A large section of Fuencarral is closed to cars, and here there are lots of clothing and makeup stores like Brandy Melville, Nyx, and Birkenstock. San Onofre is a quiet side street off of Fuencarral perfect for your end of shopping day treat. Here they sell the most popular desserts of both Spain and Madrid in particular, catering mostly to the locals but also the sweet tooth of tourists.
If you’re looking to try a really authentic Spanish dessert, there are really almost too many to choose from: the Torrijas de Semana Santa, Tarta de Santiago, Rosquillas de San Isidro, buñuelos (think beignets) and barquillos all characterize Spanish holidays celebrated in Madrid. “Barquillos follow the tradition of churros and rosquillas, typical sweets and main characters of the gastronomic customs and traditions of Madrid”, said Fabiana Estévez, an employee at San Onofre.

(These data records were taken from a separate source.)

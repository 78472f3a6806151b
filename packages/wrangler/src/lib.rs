//! Batch tools for wrangling Warsaw OpenStreetMap data and the TERYT SIMC
//! place registry.
//!
//! Each tool is a single pass over one input file:
//!
//! - the SIMC registry XML is converted into a `name,sym,sympod` CSV table,
//! - stale `addr:street` values in an OSM extract are corrected while the
//!   document is streamed, and a verification pass checks none remain,
//! - the tag CSV extracts are checked for odd street names, postcodes and
//!   non-Latin text,
//! - all CSV extracts are loaded into an SQLite database.
//!
//! # Example
//!
//! ```
//! use mapdata_wrangler::corrections::CorrectionTable;
//! use mapdata_wrangler::osm::correct_streets;
//!
//! let xml = r#"<osm><way id="1"><tag k="addr:street" v="Zadumana 1A"/></way></osm>"#;
//! let mut out = Vec::new();
//! let report = correct_streets(xml.as_bytes(), &mut out, &CorrectionTable::default()).unwrap();
//!
//! assert_eq!(report.corrections.len(), 1);
//! assert!(String::from_utf8(out).unwrap().contains(r#"v="Zadumana""#));
//! ```
//!
//! # Architecture
//!
//! - [`config`]: Constants, default file names and data directory resolution
//! - [`error`]: Error types and Result alias
//! - [`types`]: Shared data types (registry records, tag rows, OSM features)
//! - [`files`]: Input opening and atomic output writing
//! - [`xml`]: XML utilities
//! - [`corrections`]: The street-name correction table
//! - [`simc`]: Registry to CSV conversion
//! - [`osm`]: Streaming street-name correction and verification
//! - [`checks`]: Anomaly and frequency checks over tag tables
//! - [`db`]: SQLite loader
//! - [`cli`]: Command-line interface

pub mod checks;
pub mod cli;
pub mod config;
pub mod corrections;
pub mod db;
pub mod error;
pub mod files;
pub mod osm;
pub mod simc;
pub mod types;
pub mod xml;

// Re-export commonly used items
pub use corrections::CorrectionTable;
pub use error::{Result, WranglerError};
pub use simc::{convert_registry, MissingFieldPolicy};
pub use types::{FeatureKind, FeatureRef, RegistryRecord, TagRow};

If you want something a little more common and consistently available at San Onofre year-round, there are of course churros with a hot cup of chocolate, pestiños and my favorite, the rich chocolate bizcocho gallego. The cake, which originated in Galicia (a northern region of Spain), is made up of 70 percent cacao, several layers of chocolate cake, chocolate icing spread throughout each and chocolate fudge all around the edges. This is about as chocolate as it gets.
Chocolatería Valor; Calle del Conde de Peñalver 43; Mon thru Sat 8:30AM – 10PM, Sun 9AM – 10PM; Metro Lista.
Chocolat Factory; Calle de Hermosilla 35; Mon thru Fri 10:30AM – 2PM & 4:30 – 8PM, Sat 10:30AM – 3PM, Sun CLOSED; Metro Velázquez.
El Horno de San Onofre; Calle San Onofre 3 · When: Open daily, 8AM – 9PM · pasteleriasanonofre.com · How to ge there: metro Gran Vía.